Ночью Татьяна не спала. Лежала на краю кровати, боялась пошевелиться, чтобы не разбудить мужа. Но Терентий не спал — она чувствовала. Лежал на спине, смотрел в потолок, молчал.
— Терентий, — шепнула она. — Прости.
— За что? — отозвался он неожиданно спокойно. — Ты его не звала. Сама не ждала. Я знаю.
Помолчал и добавил:
— Только ты это... Понимай. Он мужик молодой, без кола без двора. Что ему терять? А у нас дети.
Татьяна приподнялась на локте, вгляделась в его лицо, освещенное луной из маленького окна.
— Думаешь, я к нему побегу?
— Не знаю я, Таня, что думать, — вздохнул Терентий. — Знаю только, что люблю тебя. И детей наших люблю. А он... он просто память. Пусть идет своей дорогой.
Утром Татьяна встала затемно, накинула платок и вышла во двор. Баня стояла в глубине огорода, возле самого спуска к реке. Из трубы вился дымок — значит, живой, затопил.
Она постучала. Тишина. Потом шаги, скрип двери.

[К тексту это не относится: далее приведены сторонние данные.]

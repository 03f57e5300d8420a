//! The editing session: document, history and the active editor.
//!
//! [`EditorSession`] is the single entry point a front end drives. Every
//! operation either commits fully (recording at most one history entry) or
//! leaves the session unchanged and returns an error.

use crate::config::EditorConfig;
use crate::editors::{
    Commit, CropEditor, CropTarget, MoveEditor, MoveOptions, OverlayEditor, PointerTarget, TextEditor,
};
use crate::error::{EditorError, EditorResult};
use crate::export::{CanvasPreset, ExportFormat, ExportedImage, export_filename};
use crate::handles::Handle;
use crate::history::{HistoryIcon, HistoryStore};
use crate::layer::{LayerId, LayerKind};
use crate::pending::{PendingSlot, PendingToken};
use crate::snap::{SnapEngine, SnapGuide};
use crate::stack::Document;
use crate::surface::{FlipDirection, Surface};
use crate::text::TextRasterizer;
use kurbo::{Point, Rect};
use peniko::Color;
use std::time::SystemTime;

/// Fill for a new blank layer.
#[derive(Debug, Clone, Copy, PartialEq)]
pub enum BlankFill {
    Color(Color),
    Transparent,
}

impl BlankFill {
    pub const WHITE: BlankFill = BlankFill::Color(Color::WHITE);

    fn layer_name(&self) -> &'static str {
        match self {
            BlankFill::Color(_) => "Blank layer",
            BlankFill::Transparent => "Transparent layer",
        }
    }
}

/// The active interactive editor, if any.
#[derive(Debug, Clone, Default)]
pub enum EditMode {
    #[default]
    None,
    Crop(CropEditor),
    Move(MoveEditor),
    Text(TextEditor),
    Overlay(OverlayEditor),
}

impl EditMode {
    pub fn name(&self) -> &'static str {
        match self {
            EditMode::None => "none",
            EditMode::Crop(_) => "crop",
            EditMode::Move(_) => "move",
            EditMode::Text(_) => "text",
            EditMode::Overlay(_) => "overlay",
        }
    }

    pub fn is_active(&self) -> bool {
        !matches!(self, EditMode::None)
    }
}

/// Log a rejection and return it.
fn reject<T>(err: EditorError) -> EditorResult<T> {
    log::warn!("{}", err);
    Err(err)
}

/// An open editing session.
#[derive(Debug)]
pub struct EditorSession {
    config: EditorConfig,
    document: Document,
    history: HistoryStore,
    mode: EditMode,
    snap: SnapEngine,
    snap_enabled: bool,
    deform: bool,
    format: ExportFormat,
    pending_import: PendingSlot<Surface>,
    pending_overlay: PendingSlot<Surface>,
}

impl Default for EditorSession {
    fn default() -> Self {
        Self::new(EditorConfig::default())
    }
}
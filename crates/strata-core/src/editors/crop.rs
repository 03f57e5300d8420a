//! Crop box editor.

use super::{Commit, PointerTarget, clamp_rect_origin, grab_offset};
use crate::config::EditorConfig;
use crate::error::{EditorError, EditorResult};
use crate::handles::Handle;
use crate::history::HistoryIcon;
use crate::layer::LayerId;
use crate::mapper::CoordinateMapper;
use crate::stack::Document;
use kurbo::{Point, Rect, Size, Vec2};

/// Initial crop box size relative to the layer (or canvas) on screen.
const LAYER_BOX_FRACTION: f64 = 0.6;
const CANVAS_BOX_FRACTION: f64 = 0.9;

/// What a crop applies to.
#[derive(Debug, Clone, Copy, PartialEq, Eq)]
pub enum CropTarget {
    /// Crop the pixels of one layer.
    Layer(LayerId),
    /// Crop the canvas; every layer is re-origined.
    Canvas,
}

/// Gesture in progress on the crop box.
#[derive(Debug, Clone, Copy, PartialEq, Default)]
pub enum CropState {
    #[default]
    Idle,
    /// Drawing a new box from an anchor point.
    Drawing { anchor: Point },
    /// Moving the box; `grab` is the pointer offset from the box origin.
    Dragging { grab: Vec2 },
    /// Resizing by a corner; deltas are applied incrementally from `last`.
    Resizing { handle: Handle, last: Point },
}

/// Crop box in interaction space.
#[derive(Debug, Clone, PartialEq)]
pub struct CropEditor {
    pub target: CropTarget,
    pub rect: Rect,
    pub state: CropState,
    handle_min: f64,
    min_size: f64,
}

impl CropEditor {
    /// Start a crop with the default box centered on the display.
    pub fn new(target: CropTarget, display: Rect, doc: &Document, config: &EditorConfig) -> EditorResult<Self> {
        let mapper = CoordinateMapper::new(display, doc.canvas_size());
        let scale = mapper.scale();
        let (content, fraction) = match target {
            CropTarget::Canvas => (doc.canvas_size(), CANVAS_BOX_FRACTION),
            CropTarget::Layer(id) => {
                let layer = doc.layers.get(id).ok_or(EditorError::InvalidSelection(Some(id)))?;
                let size = Size::new(
                    (layer.width() as f64).min(doc.canvas_size().width),
                    (layer.height() as f64).min(doc.canvas_size().height),
                );
                (size, LAYER_BOX_FRACTION)
            }
        };

        let width = content.width / scale.x * fraction;
        let height = content.height / scale.y * fraction;
        let origin = Point::new(
            display.x0 + (display.width() - width) / 2.0,
            display.y0 + (display.height() - height) / 2.0,
        );

        Ok(Self {
            target,
            rect: Rect::from_origin_size(origin, Size::new(width, height)),
            state: CropState::Idle,
            handle_min: config.crop_handle_min,
            min_size: config.crop_min_size,
        })
    }

    /// Begin a gesture at `point`.
    pub fn pointer_down(&mut self, point: Point, target: PointerTarget) {
        self.state = match target {
            PointerTarget::Canvas => {
                self.rect = Rect::from_origin_size(point, Size::ZERO);
                CropState::Drawing { anchor: point }
            }
            PointerTarget::Body => CropState::Dragging {
                grab: grab_offset(self.rect, point),
            },
            PointerTarget::Handle(handle) if handle.is_corner() => CropState::Resizing { handle, last: point },
            // Edge handles are not offered on the crop box.
            PointerTarget::Handle(_) => CropState::Idle,
        };
    }

    /// Continue the gesture. The box is kept inside `display` while drawing
    /// and dragging.
    pub fn pointer_move(&mut self, point: Point, display: Rect) {
        match self.state {
            CropState::Idle => {}
            CropState::Drawing { anchor } => {
                let x = point.x.min(anchor.x).max(display.x0);
                let y = point.y.min(anchor.y).max(display.y0);
                let width = (point.x - anchor.x).abs().min(display.x1 - x);
                let height = (point.y - anchor.y).abs().min(display.y1 - y);
                self.rect = Rect::from_origin_size(Point::new(x, y), Size::new(width.max(0.0), height.max(0.0)));
            }
            CropState::Dragging { grab } => {
                let moved = Rect::from_origin_size(point - grab, self.rect.size());
                self.rect = clamp_rect_origin(moved, display);
            }
            CropState::Resizing { handle, last } => {
                let d = point - last;
                self.resize_by(handle, d);
                self.state = CropState::Resizing { handle, last: point };
            }
        }
    }

    fn resize_by(&mut self, handle: Handle, d: Vec2) {
        let min = self.handle_min;
        let mut x = self.rect.x0;
        let mut y = self.rect.y0;
        let mut width = self.rect.width();
        let mut height = self.rect.height();

        if handle.moves_left() {
            x += d.x;
            width = (width - d.x).max(min);
        } else if handle.moves_right() {
            width = (width + d.x).max(min);
        }
        if handle.moves_top() {
            y += d.y;
            height = (height - d.y).max(min);
        } else if handle.moves_bottom() {
            height = (height + d.y).max(min);
        }
        self.rect = Rect::from_origin_size(Point::new(x, y), Size::new(width, height));
    }

    pub fn pointer_up(&mut self) {
        self.state = CropState::Idle;
    }

    /// Document-space size of the box, rounded, for display.
    pub fn document_size(&self, display: Rect, doc: &Document) -> (u32, u32) {
        let r = CoordinateMapper::new(display, doc.canvas_size()).rect_to_document(self.rect);
        (r.width().round() as u32, r.height().round() as u32)
    }

    /// Apply the crop. Nothing is mutated on error.
    pub fn commit(&self, doc: &mut Document, display: Rect) -> EditorResult<Commit> {
        let mapper = CoordinateMapper::new(display, doc.canvas_size());
        let crop = mapper.rect_to_document(self.rect);
        if crop.width() < self.min_size || crop.height() < self.min_size {
            return Err(EditorError::DegenerateGeometry {
                width: crop.width(),
                height: crop.height(),
                min: self.min_size,
            });
        }

        match self.target {
            CropTarget::Canvas => {
                let width = crop.width().round();
                let height = crop.height().round();
                if width < 1.0 || height < 1.0 {
                    return Err(EditorError::DegenerateGeometry {
                        width,
                        height,
                        min: 1.0,
                    });
                }
                for layer in doc.layers.layers_mut() {
                    layer.x = (layer.x as f64 - crop.x0).round() as i32;
                    layer.y = (layer.y as f64 - crop.y0).round() as i32;
                }
                doc.canvas_width = width as u32;
                doc.canvas_height = height as u32;
                Ok(Commit::new("Crop all", HistoryIcon::CropAll))
            }
            CropTarget::Layer(id) => {
                let layer = doc.layers.get_mut(id).ok_or(EditorError::InvalidSelection(Some(id)))?;
                let region = clamp_to_layer(crop, layer.x, layer.y, layer.width(), layer.height())
                    .ok_or(EditorError::OutOfBounds)?;

                layer.crop_local(region.0, region.1, region.2, region.3);
                layer.x = crop.x0.round() as i32;
                layer.y = crop.y0.round() as i32;
                Ok(Commit::new("Crop layer", HistoryIcon::Crop))
            }
        }
    }
}

/// Layer-local crop region `(x, y, width, height)` for a document-space box.
///
/// The part of the box that hangs off the layer's leading edge is removed
/// from the clamped extent. Returns `None` if nothing remains.
fn clamp_to_layer(crop: Rect, layer_x: i32, layer_y: i32, layer_w: u32, layer_h: u32) -> Option<(u32, u32, u32, u32)> {
    let (x, w) = clamp_axis(crop.x0 - layer_x as f64, crop.width(), layer_w)?;
    let (y, h) = clamp_axis(crop.y0 - layer_y as f64, crop.height(), layer_h)?;
    Some((x, y, w, h))
}

fn clamp_axis(start: f64, extent: f64, layer_extent: u32) -> Option<(u32, u32)> {
    let start = start.round() as i64;
    let extent = extent.round() as i64;
    let clamped_start = start.max(0);
    let lead_in = clamped_start - start;
    let clamped = extent.min(layer_extent as i64 - clamped_start) - lead_in;
    if clamped <= 0 {
        return None;
    }
    Some((clamped_start as u32, clamped as u32))
}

Семен стоял на пороге — без фуфайки, в одной косоворотке, подпоясанный веревкой. За ночь он будто еще постарел. Или это свет утра такой беспощадный?
— Зачем пришел, Семен? — спросила Татьяна прямо. — Чего тебе от меня надо?
Он усмехнулся горько:
— Думал, обрадуешься. Думал, может, ждала еще.
— Пять лет ждала, — голос ее дрогнул. — Пять лет, Семен. Каждую ночь на реку глядела — не плывет ли лодка? Каждое утро на дорогу — не идет ли кто? Писем ждала. Хоть весточки. А ты...
— Я писал! — перебил он с болью. — Три года писал! А потом... Эх, Таня, не спрашивай. Не спрашивай, что со мной было. Не вернулся бы я вовсе, если б не думал, что ты ждешь.
— А я замуж вышла, — тихо сказала Татьяна. — Видишь? Вышла. Детей родила. Живу. И ты живи. Где-нибудь в другом месте.
Семен шагнул к ней, схватил за руку:
— Таня, послушай! Я в Сибири был. На рудниках. Три года вкалывал как проклятый, деньги копил, думал, вернусь, дом поставлю, заживем. А потом... В двадцать пятом меня замели. По ложному доносу. Сослали дальше, на Лену. Там я и был до прошлого месяца.
Татьяна отшатнулась:
— В тюрьме? Ты сидел?
— Не в тюрьме, на поселении. За что — сам не знаю. Сказали, дезертир. А я с двадцатого по двадцать второй в Красной Армии служил, справка есть! — он лихорадочно полез за пазуху, вытащил мятую бумажку. — Вот, видишь? Печать!
Татьяна смотрела на бумажку, на казенные буквы, на размашистую подпись и ничего не понимала.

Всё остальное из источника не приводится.